Managing Those Winter Blues
Sunday September 23, 2007.
With holidays and summer parties coming to an end, long weekends and half-day Fridays a fading memory, September can be a particularly stressful time. It seems everyone is trying to get back on track and make up for lost time.
Unfortunately, that extra tension can wreak havoc on your eating habits and increase your risk for heart disease and other health problems.
If you're feeling a tad tense, try these strategies for easing the anxiety. Incorporate them into your life now and by the time Christmas (perhaps an even more stressful season) arrives, you'll be better equipped to handle whatever comes your way.
1. Clear away the clutter
If disarray at home or work has you pulling your hair out, getting organized could go a long way toward helping you reduce anxiety. Simply having the space to get things in order can make a big difference.
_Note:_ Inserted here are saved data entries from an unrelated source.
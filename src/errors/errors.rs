//! 애플리케이션 전역에서 사용하는 에러 시스템
//!
//! 인증 백엔드에서 발생하는 모든 실패를 하나의 열거형으로 관리합니다.
//! `thiserror` 와 `actix_web::ResponseError` 를 사용하여 각 실패가
//! 항상 동일한 HTTP 상태 코드와 JSON 응답으로 변환되도록 보장합니다.
//!
//! 인증 실패 중 `UnknownEmail` 과 `BadCredential` 은 내부 로그에서는
//! 구분되지만, 클라이언트 응답에서는 동일한 메시지로 표현됩니다.
//! 어떤 이메일이 가입되어 있는지 응답만으로 알아낼 수 없게 하기 위함입니다.

use thiserror::Error;

/// 애플리케이션 전역 에러 타입
///
/// 핸들러에서 `Result<_, AppError>` 를 반환하면 자동으로
/// 적절한 HTTP 응답으로 변환됩니다.
#[derive(Error, Debug)]
pub enum AppError {
    /// 이미 등록된 이메일로 가입을 시도함 (409 Conflict)
    #[error("Duplicate email: {0}")]
    DuplicateEmail(String),

    /// 등록되지 않은 이메일로 로그인을 시도함 (401 Unauthorized)
    ///
    /// 응답은 `BadCredential` 과 동일하게 표현됩니다.
    #[error("Unknown email: {0}")]
    UnknownEmail(String),

    /// 비밀번호 불일치 또는 비밀번호 인증이 불가능한 계정 (401 Unauthorized)
    #[error("Bad credential")]
    BadCredential,

    /// 저장된 세션과 일치하지 않는 리프레시 토큰 (401 Unauthorized)
    #[error("Invalid refresh token")]
    InvalidRefreshToken,

    /// 만료 시점이 지난 리프레시 토큰, 재로그인이 필요함 (401 Unauthorized)
    #[error("Expired refresh token")]
    ExpiredRefreshToken,

    /// 존재하지 않는 회원 (404 Not Found)
    #[error("User not found: {0}")]
    UserNotFound(String),

    /// 등급 상승이 불가능한 회원 상태 (409 Conflict)
    #[error("Role not eligible for promotion")]
    IneligibleRole,

    /// 인가 코드를 프로바이더 액세스 토큰으로 교환하지 못함 (502 Bad Gateway)
    #[error("Provider code exchange failed: {0}")]
    ProviderExchangeFailed(String),

    /// 프로바이더 프로필 조회 또는 해석에 실패함 (502 Bad Gateway)
    #[error("Provider profile fetch failed: {0}")]
    ProviderProfileFailed(String),

    /// 입력값 검증 에러 (400 Bad Request)
    #[error("Validation error: {0}")]
    ValidationError(String),

    /// 토큰 누락 등 일반 인증 실패 (401 Unauthorized)
    #[error("Authentication error: {0}")]
    AuthenticationError(String),

    /// 권한 부족 에러 (403 Forbidden)
    #[error("Authorization error: {0}")]
    AuthorizationError(String),

    /// 외부 서비스 호출 에러 (500 Internal Server Error)
    #[error("External service error: {0}")]
    ExternalServiceError(String),

    /// 데이터베이스 관련 에러 (500 Internal Server Error)
    #[error("Database error: {0}")]
    DatabaseError(String),

    /// Redis 캐시 관련 에러 (500 Internal Server Error)
    #[error("Cache error: {0}")]
    CacheError(String),

    /// 내부 서버 에러 (500 Internal Server Error)
    #[error("Internal server error: {0}")]
    InternalError(String),
}

impl AppError {
    /// 클라이언트에게 내려보낼 메시지
    ///
    /// 가입 여부를 노출하지 않기 위해 `UnknownEmail` 과 `BadCredential` 은
    /// 같은 문자열을 돌려줍니다. 내부 로그용 `Display` 와는 별개입니다.
    fn public_message(&self) -> String {
        match self {
            AppError::UnknownEmail(_) | AppError::BadCredential => {
                "이메일 또는 비밀번호가 올바르지 않습니다".to_string()
            }
            AppError::DuplicateEmail(_) => "이미 등록된 이메일입니다".to_string(),
            AppError::InvalidRefreshToken => "유효하지 않은 리프레시 토큰입니다".to_string(),
            AppError::ExpiredRefreshToken => {
                "리프레시 토큰이 만료되었습니다. 다시 로그인해주세요".to_string()
            }
            AppError::UserNotFound(_) => "회원을 찾을 수 없습니다".to_string(),
            AppError::IneligibleRole => "등급을 변경할 수 없는 회원입니다".to_string(),
            AppError::ProviderExchangeFailed(_) | AppError::ProviderProfileFailed(_) => {
                "소셜 로그인 처리 중 오류가 발생했습니다".to_string()
            }
            other => other.to_string(),
        }
    }
}

impl actix_web::ResponseError for AppError {
    /// HTTP 에러 응답을 생성합니다.
    ///
    /// 각 에러 타입을 적절한 HTTP 상태 코드와 JSON 응답으로 변환합니다.
    fn error_response(&self) -> actix_web::HttpResponse {
        use actix_web::http::StatusCode;

        let status = match self {
            AppError::ValidationError(_) => StatusCode::BAD_REQUEST,
            AppError::UnknownEmail(_)
            | AppError::BadCredential
            | AppError::InvalidRefreshToken
            | AppError::ExpiredRefreshToken
            | AppError::AuthenticationError(_) => StatusCode::UNAUTHORIZED,
            AppError::AuthorizationError(_) => StatusCode::FORBIDDEN,
            AppError::UserNotFound(_) => StatusCode::NOT_FOUND,
            AppError::DuplicateEmail(_) | AppError::IneligibleRole => StatusCode::CONFLICT,
            AppError::ProviderExchangeFailed(_) | AppError::ProviderProfileFailed(_) => {
                StatusCode::BAD_GATEWAY
            }
            _ => StatusCode::INTERNAL_SERVER_ERROR,
        };

        actix_web::HttpResponse::build(status)
            .json(serde_json::json!({
                "error": self.public_message()
            }))
    }
}

/// 편의성을 위한 Result 타입 별칭
pub type AppResult<T> = Result<T, AppError>;

/// 외부 라이브러리 에러를 AppError로 변환하는 확장 trait
pub trait ErrorContext<T> {
    /// 컨텍스트 정보와 함께 에러를 변환합니다.
    fn context(self, msg: &str) -> AppResult<T>;

    /// 클로저를 사용하여 지연 평가된 컨텍스트를 제공합니다.
    fn with_context<F>(self, f: F) -> AppResult<T>
    where
        F: FnOnce() -> String;
}

impl<T, E> ErrorContext<T> for Result<T, E>
where
    E: std::fmt::Display,
{
    fn context(self, msg: &str) -> AppResult<T> {
        self.map_err(|e| AppError::InternalError(format!("{}: {}", msg, e)))
    }

    fn with_context<F>(self, f: F) -> AppResult<T>
    where
        F: FnOnce() -> String,
    {
        self.map_err(|e| AppError::InternalError(format!("{}: {}", f(), e)))
    }
}

#[cfg(test)]
mod tests {
    use super::*;
    use actix_web::ResponseError;
    use actix_web::body::MessageBody;

    fn body_bytes(error: &AppError) -> Vec<u8> {
        error
            .error_response()
            .into_body()
            .try_into_bytes()
            .unwrap()
            .to_vec()
    }

    #[test]
    fn test_duplicate_email_response() {
        let error = AppError::DuplicateEmail("a@x.com".to_string());
        let response = error.error_response();

        assert_eq!(response.status(), actix_web::http::StatusCode::CONFLICT);
    }

    #[test]
    fn test_login_failures_are_unauthorized() {
        let unknown = AppError::UnknownEmail("ghost@x.com".to_string());
        let bad = AppError::BadCredential;

        assert_eq!(unknown.error_response().status(), actix_web::http::StatusCode::UNAUTHORIZED);
        assert_eq!(bad.error_response().status(), actix_web::http::StatusCode::UNAUTHORIZED);
    }

    #[test]
    fn test_login_failures_share_public_body() {
        // 응답 본문만으로는 이메일 존재 여부를 구분할 수 없어야 한다
        let unknown = AppError::UnknownEmail("ghost@x.com".to_string());
        let bad = AppError::BadCredential;

        assert_eq!(body_bytes(&unknown), body_bytes(&bad));
        // 내부 로그 문자열은 서로 다르다
        assert_ne!(unknown.to_string(), bad.to_string());
    }

    #[test]
    fn test_refresh_token_failures_are_distinct() {
        let invalid = AppError::InvalidRefreshToken;
        let expired = AppError::ExpiredRefreshToken;

        assert_eq!(invalid.error_response().status(), actix_web::http::StatusCode::UNAUTHORIZED);
        assert_eq!(expired.error_response().status(), actix_web::http::StatusCode::UNAUTHORIZED);
        assert_ne!(body_bytes(&invalid), body_bytes(&expired));
    }

    #[test]
    fn test_user_not_found_response() {
        let error = AppError::UserNotFound("652f...".to_string());
        let response = error.error_response();

        assert_eq!(response.status(), actix_web::http::StatusCode::NOT_FOUND);
    }

    #[test]
    fn test_ineligible_role_response() {
        let error = AppError::IneligibleRole;
        let response = error.error_response();

        assert_eq!(response.status(), actix_web::http::StatusCode::CONFLICT);
    }

    #[test]
    fn test_provider_failures_are_bad_gateway() {
        let exchange = AppError::ProviderExchangeFailed("timeout".to_string());
        let profile = AppError::ProviderProfileFailed("malformed body".to_string());

        assert_eq!(exchange.error_response().status(), actix_web::http::StatusCode::BAD_GATEWAY);
        assert_eq!(profile.error_response().status(), actix_web::http::StatusCode::BAD_GATEWAY);
    }

    #[test]
    fn test_internal_error_response() {
        let error = AppError::InternalError("Something went wrong".to_string());
        let response = error.error_response();

        assert_eq!(response.status(), actix_web::http::StatusCode::INTERNAL_SERVER_ERROR);
    }

    #[test]
    fn test_error_context_trait() {
        let result: Result<(), &str> = Err("original error");
        let app_result = result.context("Additional context");

        assert!(app_result.is_err());
        if let Err(AppError::InternalError(msg)) = app_result {
            assert!(msg.contains("Additional context"));
            assert!(msg.contains("original error"));
        } else {
            panic!("Expected InternalError");
        }
    }
}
Purchase an extra filing cabinet or storage bins, and rearrange your wardrobes, kitchen, filing cabinet or desk - anything that seems to be contributing to your harried state. You'll be amazed at how calm a sense of order can make you feel.
2. Work it out
You've heard it before, but it bears repeating: One of the simplest, most effective strategies for reducing stress is aerobic exercise. Ask anyone who does it regularly, and they'll tell you that they feel less anxious when they're keeping up with their cardio routine. And even better than just any old exercise is any workout that involves both body and mind, such as Yoga, Pilates or Tai Chi. Exercise even helps you sleep better - which means less stress the next day.
3. Delegate duties
This goes for both work and household chores. While it may be hard to let go of that old, "If you want something done right..." chestnut, you'll be happier in the long run if you let people help you. For starters, make a chart with household tasks and divvy up the responsibilities among family members.
4. Enlist outside help
If you hadn't noticed, you're living in an era when just about anything you want or need can be ordered or delivered. And that means if you can afford an extra expenditure here and there, you don't have to do everything yourself. Instead of spending two hours in the supermarket, shop online and have your groceries delivered.
Check the yellow pages for a dry cleaner that delivers. Hire a caterer when you don't have time to cook for a party. If you have trouble with the idea of paying someone to do something you can do yourself, think about the money as an investment in your mental well-being.
5. Practice forced relaxation
Do you have trouble relaxing? While exercise should be your first go-to, pairing it with one of the many tried and true relaxation techniques is even better. Try deep breathing, meditation, progressive muscle relaxation and visualization. For instructions on how to do each, look for a book such as Judith Lazarus' Stress Relief and Relaxation Techniques.
6. Fine tune your finances
If you feel like you're swimming in bills and junk mail, try simplifying things. Start paying your bills online so you don't have to worry about getting to the post office, buying stamps or remembering when everything is due (contact your bank to find out if you have an online bill-payment option).
You can also contact utility companies and authorise them to automatically debit your checking account each month. Have your paycheques directly deposited so you don't have to queue at the bank. Try to consolidate your credit cards. Let a computer calendar or Palm Pilot keep track of important meetings and birthdays for you.